*Exercise description:* Using the data below, return the stretch from the line that contains "on diff lines." through the line that contains "code review comment.", both included, exactly as it stands and nothing beyond it.

*Stored data:*
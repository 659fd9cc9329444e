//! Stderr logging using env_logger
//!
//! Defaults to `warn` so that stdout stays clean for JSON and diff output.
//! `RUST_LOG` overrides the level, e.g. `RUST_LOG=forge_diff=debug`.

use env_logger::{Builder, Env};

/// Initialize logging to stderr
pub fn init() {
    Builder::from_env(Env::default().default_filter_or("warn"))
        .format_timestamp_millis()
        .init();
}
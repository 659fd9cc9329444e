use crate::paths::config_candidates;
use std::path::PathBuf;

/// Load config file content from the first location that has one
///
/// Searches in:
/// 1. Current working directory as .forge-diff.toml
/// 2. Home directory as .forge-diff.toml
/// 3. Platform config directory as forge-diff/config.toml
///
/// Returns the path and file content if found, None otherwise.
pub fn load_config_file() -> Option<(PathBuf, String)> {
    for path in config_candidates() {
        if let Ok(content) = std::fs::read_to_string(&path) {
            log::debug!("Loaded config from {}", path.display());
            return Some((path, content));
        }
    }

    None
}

* * *

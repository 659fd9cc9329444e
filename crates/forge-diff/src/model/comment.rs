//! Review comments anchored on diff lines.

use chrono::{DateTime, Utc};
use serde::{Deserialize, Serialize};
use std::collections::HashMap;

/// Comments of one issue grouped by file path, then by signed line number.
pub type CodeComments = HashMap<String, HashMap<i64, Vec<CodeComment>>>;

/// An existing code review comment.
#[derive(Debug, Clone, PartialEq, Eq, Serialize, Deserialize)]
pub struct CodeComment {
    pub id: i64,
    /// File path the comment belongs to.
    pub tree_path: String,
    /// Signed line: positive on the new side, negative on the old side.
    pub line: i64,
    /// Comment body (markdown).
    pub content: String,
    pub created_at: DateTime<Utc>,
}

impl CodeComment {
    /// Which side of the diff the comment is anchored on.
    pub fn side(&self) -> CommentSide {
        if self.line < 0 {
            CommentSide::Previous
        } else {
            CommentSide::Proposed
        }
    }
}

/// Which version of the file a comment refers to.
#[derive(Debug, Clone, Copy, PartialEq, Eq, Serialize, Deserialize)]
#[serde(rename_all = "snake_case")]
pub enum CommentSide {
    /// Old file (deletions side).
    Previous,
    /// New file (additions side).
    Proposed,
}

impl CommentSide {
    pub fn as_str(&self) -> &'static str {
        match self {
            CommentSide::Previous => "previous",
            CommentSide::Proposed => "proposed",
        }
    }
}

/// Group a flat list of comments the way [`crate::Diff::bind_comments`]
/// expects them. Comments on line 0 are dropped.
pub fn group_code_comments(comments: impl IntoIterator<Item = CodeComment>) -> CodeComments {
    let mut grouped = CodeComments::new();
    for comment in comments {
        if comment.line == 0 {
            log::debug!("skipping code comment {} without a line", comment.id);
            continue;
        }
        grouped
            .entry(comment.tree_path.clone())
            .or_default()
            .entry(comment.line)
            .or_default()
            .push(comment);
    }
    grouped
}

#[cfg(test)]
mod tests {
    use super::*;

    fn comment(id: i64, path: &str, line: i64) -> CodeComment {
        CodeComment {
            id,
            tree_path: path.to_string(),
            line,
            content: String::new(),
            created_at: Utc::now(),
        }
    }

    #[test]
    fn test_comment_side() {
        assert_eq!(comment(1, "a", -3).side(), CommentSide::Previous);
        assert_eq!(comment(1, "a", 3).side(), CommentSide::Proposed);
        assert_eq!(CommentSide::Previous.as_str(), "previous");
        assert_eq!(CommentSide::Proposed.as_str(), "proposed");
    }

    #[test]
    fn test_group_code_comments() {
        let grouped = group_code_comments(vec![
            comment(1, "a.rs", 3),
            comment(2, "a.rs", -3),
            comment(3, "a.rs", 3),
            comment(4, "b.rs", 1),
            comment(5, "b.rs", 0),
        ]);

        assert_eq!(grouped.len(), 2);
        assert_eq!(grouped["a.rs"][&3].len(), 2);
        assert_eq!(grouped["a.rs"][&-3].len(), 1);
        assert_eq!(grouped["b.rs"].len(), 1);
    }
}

*Answer area:*
//! Review comments anchored on diff lines.

use chrono::{DateTime, Utc};
use serde::{Deserialize, Serialize};
use std::collections::HashMap;

/// Comments of one issue grouped by file path, then by signed line number.
pub type CodeComments = HashMap<String, HashMap<i64, Vec<CodeComment>>>;

/// An existing code review comment.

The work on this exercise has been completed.